─── DATA FOR REVIEW ───
use egui::Color32;
use std::fmt;
use std::str::FromStr;

use crate::error::ColorParseError;

/// The color used for every stroke, shape and text placed on the surface
#[derive(Debug, Clone, Copy, PartialEq, Eq, Hash)]
pub struct PenColor(Color32);

impl Default for PenColor {
    fn default() -> Self {
        Self::BLACK
    }
}

impl PenColor {
    pub const BLACK: Self = Self(Color32::BLACK);

    pub const fn from_rgb(r: u8, g: u8, b: u8) -> Self {
        Self(Color32::from_rgb(r, g, b))
    }

    /// Parse `#rrggbb` or the short `#rgb` form.
    pub fn from_hex(hex: &str) -> Result<Self, ColorParseError> {
        let digits = hex
            .trim()
            .strip_prefix('#')
            .ok_or_else(|| ColorParseError::MissingHash(hex.to_owned()))?;

        let channel = |s: &str| {
            u8::from_str_radix(s, 16).map_err(|_| ColorParseError::InvalidDigit(hex.to_owned()))
        };

        match digits.len() {
            6 if digits.is_ascii() => Ok(Self::from_rgb(
                channel(&digits[0..2])?,
                channel(&digits[2..4])?,
                channel(&digits[4..6])?,
            )),
            3 if digits.is_ascii() => {
                // #abc expands to #aabbcc
                let expand = |i: usize| channel(&digits[i..=i]).map(|v| v * 17);
                Ok(Self::from_rgb(expand(0)?, expand(1)?, expand(2)?))
            }
            _ => Err(ColorParseError::InvalidLength(hex.to_owned())),
        }
    }

    pub fn to_hex(&self) -> String {
        format!("#{:02x}{:02x}{:02x}", self.0.r(), self.0.g(), self.0.b())
    }

    pub fn color32(&self) -> Color32 {
        self.0
    }
}

impl FromStr for PenColor {
    type Err = ColorParseError;

    fn from_str(s: &str) -> Result<Self, Self::Err> {
        Self::from_hex(s)
    }
}

impl fmt::Display for PenColor {
    fn fmt(&self, f: &mut fmt::Formatter<'_>) -> fmt::Result {
        f.write_str(&self.to_hex())
    }
}

impl From<PenColor> for Color32 {
    fn from(color: PenColor) -> Self {
        color.0
    }
}

pub const DEFAULT_PALETTE: [&str; 8] = [
    "#000000", "#ff0000", "#00a000", "#0000ff", "#ffa500", "#800080", "#ffff00", "#ffffff",
];

/// The row of color buttons. At most one swatch is active at a time.
#[derive(Debug, Clone, PartialEq)]
pub struct Palette {
    swatches: Vec<PenColor>,
    active: Option<usize>,
}

impl Default for Palette {
    fn default() -> Self {
        let swatches = DEFAULT_PALETTE
            .iter()
            .filter_map(|hex| PenColor::from_hex(hex).ok())
            .collect();
        Self::new(swatches)
    }
}

impl Palette {
    /// Builds a palette; the swatch matching the default pen color starts active.
    pub fn new(swatches: Vec<PenColor>) -> Self {
        let active = swatches.iter().position(|c| *c == PenColor::default());
        Self { swatches, active }
    }

    /// Parses hex entries, skipping (and logging) the ones that don't parse.
    pub fn from_hex_list<S: AsRef<str>>(entries: &[S]) -> Self {
        let swatches = entries
            .iter()
            .filter_map(|entry| match PenColor::from_hex(entry.as_ref()) {
                Ok(color) => Some(color),
                Err(err) => {
                    log::warn!("Skipping palette entry: {}", err);
                    None
                }
            })
            .collect();
        Self::new(swatches)
    }

    pub fn swatches(&self) -> &[PenColor] {
        &self.swatches
    }

    pub fn active(&self) -> Option<usize> {
        self.active
    }

    pub fn is_active(&self, index: usize) -> bool {
        self.active == Some(index)
    }

    /// Marks swatch `index` as the only active one and returns its color.
    pub fn activate(&mut self, index: usize) -> Option<PenColor> {
        let color = *self.swatches.get(index)?;
        self.active = Some(index);
        Some(color)
    }

    /// Re-points the active marker at whichever swatch holds `color`.
    pub fn sync_to(&mut self, color: PenColor) {
        self.active = self.swatches.iter().position(|c| *c == color);
    }
}
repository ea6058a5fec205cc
mod central_panel;
mod tools_panel;

pub use central_panel::central_panel;
pub use tools_panel::tools_panel;
use crate::SketchpadApp;

pub fn central_panel(app: &mut SketchpadApp, ctx: &egui::Context) {
    egui::CentralPanel::default().show(ctx, |ui| {
        let (response, painter) = ui.allocate_painter(app.canvas_size(), egui::Sense::click_and_drag());
        let canvas_rect = response.rect;

        app.handle_input(ctx, canvas_rect);
        app.render(ctx, &painter, canvas_rect);
    });
}
use serde::Deserialize;

use crate::color::{DEFAULT_PALETTE, Palette};
use crate::controller::DEFAULT_LINE_WIDTH;
use crate::error::ConfigError;

/// Environment variable naming a JSON config file (native only)
pub const CONFIG_ENV_VAR: &str = "SKETCHPAD_CONFIG";

#[derive(Debug, Clone, PartialEq, Deserialize)]
#[serde(default)] // missing fields fall back to their defaults
pub struct AppConfig {
    pub canvas_width: f32,
    pub canvas_height: f32,
    pub line_width: f32,
    /// Color buttons, as `#rrggbb` strings
    pub palette: Vec<String>,
    pub texture_cache_size: usize,
}

impl Default for AppConfig {
    fn default() -> Self {
        Self {
            canvas_width: 800.0,
            canvas_height: 600.0,
            line_width: DEFAULT_LINE_WIDTH,
            palette: DEFAULT_PALETTE.iter().map(|s| (*s).to_owned()).collect(),
            texture_cache_size: 8,
        }
    }
}

impl AppConfig {
    pub fn from_json(json: &str) -> Result<Self, ConfigError> {
        let config: Self = serde_json::from_str(json)?;
        config.validate()?;
        Ok(config)
    }

    #[cfg(not(target_arch = "wasm32"))]
    pub fn from_file(path: &std::path::Path) -> Result<Self, ConfigError> {
        let json = std::fs::read_to_string(path)?;
        Self::from_json(&json)
    }

    fn validate(&self) -> Result<(), ConfigError> {
        if !(self.canvas_width > 0.0 && self.canvas_height > 0.0) {
            return Err(ConfigError::Invalid(format!(
                "canvas size must be positive, got {}x{}",
                self.canvas_width, self.canvas_height
            )));
        }
        if !(self.line_width > 0.0) {
            return Err(ConfigError::Invalid(format!(
                "line width must be positive, got {}",
                self.line_width
            )));
        }
        Ok(())
    }

    /// Config from `SKETCHPAD_CONFIG` if set, defaults otherwise.
    ///
    /// A broken config file is logged and ignored.
    pub fn load() -> Self {
        #[cfg(not(target_arch = "wasm32"))]
        if let Some(path) = std::env::var_os(CONFIG_ENV_VAR) {
            let path = std::path::PathBuf::from(path);
            match Self::from_file(&path) {
                Ok(config) => {
                    log::info!("Loaded config from {}", path.display());
                    return config;
                }
                Err(err) => log::warn!("Ignoring config {}: {}", path.display(), err),
            }
        }
        Self::default()
    }

    pub fn canvas_size(&self) -> egui::Vec2 {
        egui::vec2(self.canvas_width, self.canvas_height)
    }

    pub fn palette(&self) -> Palette {
        Palette::from_hex_list(&self.palette)
    }
}

#[cfg(test)]
mod tests {
    use super::*;

    #[test]
    fn test_partial_json_uses_defaults() {
        let config = AppConfig::from_json(r##"{ "canvas_width": 320, "palette": ["#112233"] }"##).unwrap();
        assert_eq!(config.canvas_width, 320.0);
        assert_eq!(config.canvas_height, AppConfig::default().canvas_height);
        assert_eq!(config.palette().swatches().len(), 1);
    }

    #[test]
    fn test_rejects_non_positive_sizes() {
        let err = AppConfig::from_json(r#"{ "canvas_height": 0 }"#).unwrap_err();
        assert!(matches!(err, ConfigError::Invalid(_)));
        let err = AppConfig::from_json(r#"{ "line_width": -1 }"#).unwrap_err();
        assert!(matches!(err, ConfigError::Invalid(_)));
    }

    #[test]
    fn test_rejects_malformed_json() {
        assert!(matches!(AppConfig::from_json("{ nope"), Err(ConfigError::Parse(_))));
    }

    #[test]
    fn test_default_palette_is_valid() {
        let config = AppConfig::default();
        assert_eq!(config.palette().swatches().len(), DEFAULT_PALETTE.len());
    }
}
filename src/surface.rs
use egui::{Color32, FontId, Pos2, Stroke, Vec2};

use crate::bitmap::Bitmap;
use crate::path::Path;

/// The drawing primitives the controller needs from a 2D surface.
pub trait Surface {
    /// Size of the drawable area.
    fn size(&self) -> Vec2;

    /// Wipe everything drawn so far.
    fn clear(&mut self);

    fn stroke_path(&mut self, path: &Path, stroke: Stroke);

    /// Fill `text` on a single line whose left end sits at `pos`; `pos.y` is
    /// the bottom of the line box.
    fn fill_text(&mut self, text: &str, pos: Pos2, font: &FontId, color: Color32);

    /// Draw `bitmap` at its natural size with its top-left corner at `pos`.
    fn draw_image(&mut self, bitmap: &Bitmap, pos: Pos2);
}

/// A single recorded drawing operation
#[derive(Debug, Clone, PartialEq)]
pub enum DrawCommand {
    Stroke { path: Path, stroke: Stroke },
    Text { text: String, pos: Pos2, font: FontId, color: Color32 },
    Image { bitmap: Bitmap, pos: Pos2 },
}

/// Surface that keeps everything drawn since the last clear as a display list.
///
/// The renderer replays the list every frame, so the list is the canvas
/// content.
#[derive(Debug, Clone)]
pub struct Canvas {
    size: Vec2,
    commands: Vec<DrawCommand>,
    /// Bumped on every mutation
    revision: u64,
}

impl Canvas {
    pub fn new(size: Vec2) -> Self {
        Self {
            size,
            commands: Vec::new(),
            revision: 0,
        }
    }

    pub fn commands(&self) -> &[DrawCommand] {
        &self.commands
    }

    pub fn is_blank(&self) -> bool {
        self.commands.is_empty()
    }

    pub fn revision(&self) -> u64 {
        self.revision
    }

    fn push(&mut self, command: DrawCommand) {
        self.commands.push(command);
        self.revision += 1;
    }
}

impl Surface for Canvas {
    fn size(&self) -> Vec2 {
        self.size
    }

    fn clear(&mut self) {
        self.commands.clear();
        self.revision += 1;
    }

    fn stroke_path(&mut self, path: &Path, stroke: Stroke) {
        if path.is_empty() {
            return;
        }
        self.push(DrawCommand::Stroke {
            path: path.clone(),
            stroke,
        });
    }

    fn fill_text(&mut self, text: &str, pos: Pos2, font: &FontId, color: Color32) {
        self.push(DrawCommand::Text {
            text: text.to_owned(),
            pos,
            font: font.clone(),
            color,
        });
    }

    fn draw_image(&mut self, bitmap: &Bitmap, pos: Pos2) {
        self.push(DrawCommand::Image {
            bitmap: bitmap.clone(),
            pos,
        });
    }
}
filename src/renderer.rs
use egui::{Align2, Color32, Context, Painter, Rect, Shape, Vec2, pos2};

use crate::path::Path;
use crate::surface::{Canvas, DrawCommand};
use crate::texture_manager::TextureManager;

pub const BACKGROUND: Color32 = Color32::WHITE;

/// Replays a [`Canvas`] display list with egui's painter
pub struct Renderer {
    textures: TextureManager,
}

impl Renderer {
    pub fn new(texture_cache_size: usize) -> Self {
        Self {
            textures: TextureManager::new(texture_cache_size),
        }
    }

    /// Shapes for a stroked path, translated by `offset`
    pub fn path_shapes(path: &Path, stroke: egui::Stroke, offset: Vec2) -> Vec<Shape> {
        path.elements()
            .iter()
            .map(|element| {
                let (points, closed) = element.flatten();
                let points: Vec<_> = points.into_iter().map(|p| p + offset).collect();
                if closed {
                    Shape::closed_line(points, stroke)
                } else {
                    Shape::line(points, stroke)
                }
            })
            .collect()
    }

    /// Paint the canvas into `rect`; canvas (0, 0) maps to `rect.min`.
    pub fn render(&mut self, ctx: &Context, painter: &Painter, rect: Rect, canvas: &Canvas) {
        self.textures.begin_frame();
        let painter = painter.with_clip_rect(rect);
        painter.rect_filled(rect, 0.0, BACKGROUND);

        let offset = rect.min.to_vec2();
        for command in canvas.commands() {
            match command {
                DrawCommand::Stroke { path, stroke } => {
                    painter.extend(Self::path_shapes(path, *stroke, offset));
                }
                DrawCommand::Text { text, pos, font, color } => {
                    painter.text(*pos + offset, Align2::LEFT_BOTTOM, text, font.clone(), *color);
                }
                DrawCommand::Image { bitmap, pos } => {
                    let texture = self.textures.get_or_create_texture(bitmap, ctx);
                    let image_rect = Rect::from_min_size(*pos + offset, bitmap.size());
                    let uv = Rect::from_min_max(pos2(0.0, 0.0), pos2(1.0, 1.0));
                    painter.image(texture, image_rect, uv, Color32::WHITE);
                }
            }
        }
    }
}

#[cfg(test)]
mod tests {
    use super::*;
    use crate::bitmap::Bitmap;
    use crate::controller::DrawingController;
    use crate::geometry;
    use crate::surface::Surface;
    use egui::{Stroke, vec2};

    #[test]
    fn test_path_shapes_are_offset() {
        let path = Path::line(pos2(0.0, 0.0), pos2(10.0, 0.0));
        let shapes = Renderer::path_shapes(&path, Stroke::new(1.0, Color32::BLACK), vec2(5.0, 7.0));
        assert_eq!(shapes.len(), 1);
        assert_eq!(shapes[0].visual_bounding_rect().center().y, 7.0);
    }

    #[test]
    fn test_render_basics() {
        let ctx = Context::default();
        let rect = Rect::from_min_size(pos2(0.0, 0.0), vec2(100.0, 100.0));
        let painter = Painter::new(ctx.clone(), egui::LayerId::background(), rect);

        let mut canvas = Canvas::new(rect.size());
        canvas.stroke_path(&geometry::circle(pos2(50.0, 50.0)), Stroke::new(1.0, Color32::RED));

        let mut renderer = Renderer::new(4);
        renderer.render(&ctx, &painter, rect, &canvas);
    }

    #[test]
    fn test_render_image_wider_than_texture_limit() {
        let ctx = Context::default();
        let max_side = ctx.input(|i| i.max_texture_side);
        let rect = Rect::from_min_size(pos2(0.0, 0.0), vec2(640.0, 480.0));
        let painter = Painter::new(ctx.clone(), egui::LayerId::background(), rect);

        let mut ctl = DrawingController::new(Canvas::new(rect.size()));
        ctl.set_image(Bitmap::new(egui::ColorImage::new([max_side + 1, 1], Color32::RED)));

        let mut renderer = Renderer::new(4);
        renderer.render(&ctx, &painter, rect, ctl.surface());
    }
}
───
*PROBLEM TO WORK ON*.
Find and copy each line of the listing above that holds the word "push".

*RESPONSE TO THIS TASK*.
    fn push(&mut self, command: DrawCommand) {
        self.commands.push(command);
        self.push(DrawCommand::Stroke {
        self.push(DrawCommand::Text {
        self.push(DrawCommand::Image {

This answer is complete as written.